The house was clean, from top to bottom, but looked decidedly dark in mood. It had high, arched ceilings and a grand staircase that faced the front door, upon which workmen were busy installing a thick, deep green carpet.   
  
Other workmen were busy assembling things such as a grandfather clock against one wall, and a china cabinet against another.   
  
A very tall man pulled a sword from a wooden crate, and examined the blade in the light. Hannibal walked up behind him.   
  
“Father,” he said, and Mischa hugged his legs from behind.   
  
“Papa!”   
  
Will stood there, watching the man with the sword, eyes big and bright, nervously wringing his hands together behind his back. New people were always so hard gauge at first, and even harder to know when not to… reach out.

The stately man with cheekbones that looked like they’d been carved by a sculptor looked down at his daughter with a little smile, and said something in Lithuanian that made her giggle, then looked at Hannibal, and Will … puzzled.

“This is my friend, Will. He lives with his family in the house nearest the water just that way,” Hannibal said, gesturing to the window.   
  
Count Lecter blinked, looking from Will to Hannibal for a moment, then set the sword down, and offered his hand to Will.   
  
“Nice to meet you, Will. Good to see Hannibal has found a friend already,” he said, in a deep voice. His eyes were an almost wolfish shade of blue.

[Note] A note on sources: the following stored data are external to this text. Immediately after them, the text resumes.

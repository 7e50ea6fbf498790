//! Graphics capability boundary.
//!
//! The overlay renderer does not talk to a concrete GPU API. It consumes
//! the [`GraphicsContext`] trait, keyed to the capability set it actually
//! needs: create/compile/link shader objects, create/bind textures and
//! framebuffers, create/bind vertex buffers, and draw calls with
//! blend-state control. Any backend exposing this capability set is
//! substitutable; tests run against an in-memory recording fake.
//!
//! Handles are opaque ids minted by the context. The renderer owns their
//! lifecycle and releases them on detach.

mod shader;

#[cfg(test)]
pub mod testing;

pub use shader::{compile_program, ShaderError};

/// Opaque handle to a compiled shader stage object.
#[derive(Debug, Clone, Copy, PartialEq, Eq, Hash)]
pub struct ShaderId(pub u32);

/// Opaque handle to a linked shader program.
#[derive(Debug, Clone, Copy, PartialEq, Eq, Hash)]
pub struct ProgramId(pub u32);

/// Opaque handle to a 2D RGBA texture.
#[derive(Debug, Clone, Copy, PartialEq, Eq, Hash)]
pub struct TextureId(pub u32);

/// Opaque handle to an offscreen framebuffer.
#[derive(Debug, Clone, Copy, PartialEq, Eq, Hash)]
pub struct FramebufferId(pub u32);

/// Opaque handle to a vertex buffer.
#[derive(Debug, Clone, Copy, PartialEq, Eq, Hash)]
pub struct BufferId(pub u32);

/// Shader pipeline stage.
#[derive(Debug, Clone, Copy, PartialEq, Eq)]
pub enum ShaderStage {
    Vertex,
    Fragment,
}

/// Blend factors for source/destination color.
#[derive(Debug, Clone, Copy, PartialEq, Eq)]
pub enum BlendFactor {
    One,
    SrcAlpha,
    OneMinusSrcAlpha,
}

/// Primitive assembly mode for draw calls.
#[derive(Debug, Clone, Copy, PartialEq, Eq)]
pub enum DrawMode {
    Points,
    TriangleStrip,
}

/// Buffer upload hint: written once vs. rewritten every frame.
#[derive(Debug, Clone, Copy, PartialEq, Eq)]
pub enum BufferUsage {
    Static,
    Dynamic,
}

/// Render target selection for a pass.
#[derive(Debug, Clone, Copy, PartialEq, Eq)]
pub enum RenderTarget {
    /// The on-screen drawable
    Default,
    /// An offscreen framebuffer
    Offscreen(FramebufferId),
}

/// The GPU capability set the overlay consumes.
///
/// All calls are synchronous from the caller's perspective; only the
/// enclosing per-frame scheduling (driven by the host) is asynchronous.
pub trait GraphicsContext {
    /// Current size of the on-screen drawable in device pixels.
    fn drawable_size(&self) -> (u32, u32);

    /// Create a shader object of the given stage holding `source`.
    fn create_shader(&mut self, stage: ShaderStage, source: &str) -> ShaderId;

    /// Compile a shader object. Returns `false` on compile failure.
    fn compile_shader(&mut self, shader: ShaderId) -> bool;

    /// Diagnostic log for a shader object (populated after a failed compile).
    fn shader_info_log(&self, shader: ShaderId) -> String;

    /// Release a shader object.
    fn delete_shader(&mut self, shader: ShaderId);

    /// Create an empty program object.
    fn create_program(&mut self) -> ProgramId;

    /// Attach a compiled shader stage to a program.
    fn attach_shader(&mut self, program: ProgramId, shader: ShaderId);

    /// Link a program. Returns `false` on link failure.
    fn link_program(&mut self, program: ProgramId) -> bool;

    /// Diagnostic log for a program (populated after a failed link).
    fn program_info_log(&self, program: ProgramId) -> String;

    /// Release a program object.
    fn delete_program(&mut self, program: ProgramId);

    /// Select the program used by subsequent draw calls.
    fn use_program(&mut self, program: ProgramId);

    /// Allocate an RGBA texture of the given size with linear filtering.
    fn create_texture(&mut self, width: u32, height: u32) -> TextureId;

    /// Bind a texture as the sampler source for subsequent draws.
    fn bind_texture(&mut self, texture: TextureId);

    /// Release a texture.
    fn delete_texture(&mut self, texture: TextureId);

    /// Create a framebuffer with `color` as its color attachment.
    fn create_framebuffer(&mut self, color: TextureId) -> FramebufferId;

    /// Select the render target for subsequent clears and draws.
    fn bind_framebuffer(&mut self, target: RenderTarget);

    /// Release a framebuffer (not its color attachment).
    fn delete_framebuffer(&mut self, framebuffer: FramebufferId);

    /// Create an empty vertex buffer.
    fn create_buffer(&mut self) -> BufferId;

    /// Upload vertex data to a buffer.
    fn buffer_data(&mut self, buffer: BufferId, data: &[f32], usage: BufferUsage);

    /// Feed a buffer of interleaved 2D positions to a program attribute.
    fn bind_vertex_buffer(&mut self, program: ProgramId, attribute: &str, buffer: BufferId);

    /// Release a vertex buffer.
    fn delete_buffer(&mut self, buffer: BufferId);

    /// Set the viewport to cover `width` x `height` from the origin.
    fn set_viewport(&mut self, width: u32, height: u32);

    /// Clear the bound render target to the given color.
    fn clear(&mut self, r: f32, g: f32, b: f32, a: f32);

    /// Enable blending with the given source/destination factors.
    fn set_blend(&mut self, src: BlendFactor, dst: BlendFactor);

    /// Set a 4x4 matrix uniform (column-major) on a program.
    fn set_uniform_matrix4(&mut self, program: ProgramId, name: &str, matrix: &[f32; 16]);

    /// Issue a draw call over `vertex_count` vertices.
    fn draw(&mut self, mode: DrawMode, vertex_count: u32);
}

Swallowing down his fear, Will took Hannibal’s father’s hand and shook it politely, as his parents would have taught him to do. “Very nice to meet you, sir.”

“Will’s mother has invited us to their house for dinner tonight,” Hannibal said, hopefully to his father, with a little smile at him, and stood closer to Will, shoulder to shoulder.

Hannibal’s father looked much more surprised at that than he did at the dinner invitation.  
  
“That’s very kind, you’ll have to ask your mother, she arranges our social events, but thank you,” the Count said to Will, with a nod. In the meantime, Mischa went to the door and brought Jyn and Ben inside.   
  
“Dogs!!!” she announced.

Will’s eyes went wide and he went to grab the dogs by the collars, to get them back out. “Sorry!” he exclaimed. “I’ll put them out.” He did smile at Mischa though, not wanting her to feel bad about it, but he didn’t need his dogs running all over the large mansion either.

“No, no, no,” the count said, with a wave of his hand. “Let them stay. Are these hunting dogs?” he asked crouching down to look at them more closely.  
  
Hannibal smirked a little, like he knew this was going to happen.

“No, just dogs. Ben and Jyn,” Will introduced the dogs who seemed to understand, and sat there, both giving one paw to the tall man in greeting. Well trained, as Will and his father had done when they got them.

The Count chuckled, and shook their paws, admiring them.

“Richardas, why are there animals in the foyer?” a female voice with an Italian accent asked with a sigh from the stairs. An elegantly dressed woman with dark blonde hair approached, her outfit impeccably assembled to the last accessory, even if she was only at home.  
  
“These are my friend Will’s dogs,” Hannibal explained to his mother, turning to face her, then introduced Will, proudly. “Mama, this is Will. Will, this is my Mother.”   
  
The elegant, blonde woman looked genuinely stunned for a moment, then recovered smoothly, and offered Will her hand. “Will, so lovely to meet you.”   
  
Will shook her hand just as he had Will’s father. “Ma’am,” he said with a little nod. “I’ll put the dogs out if you want…” He didn’t need them getting her pretty outfit all ruined.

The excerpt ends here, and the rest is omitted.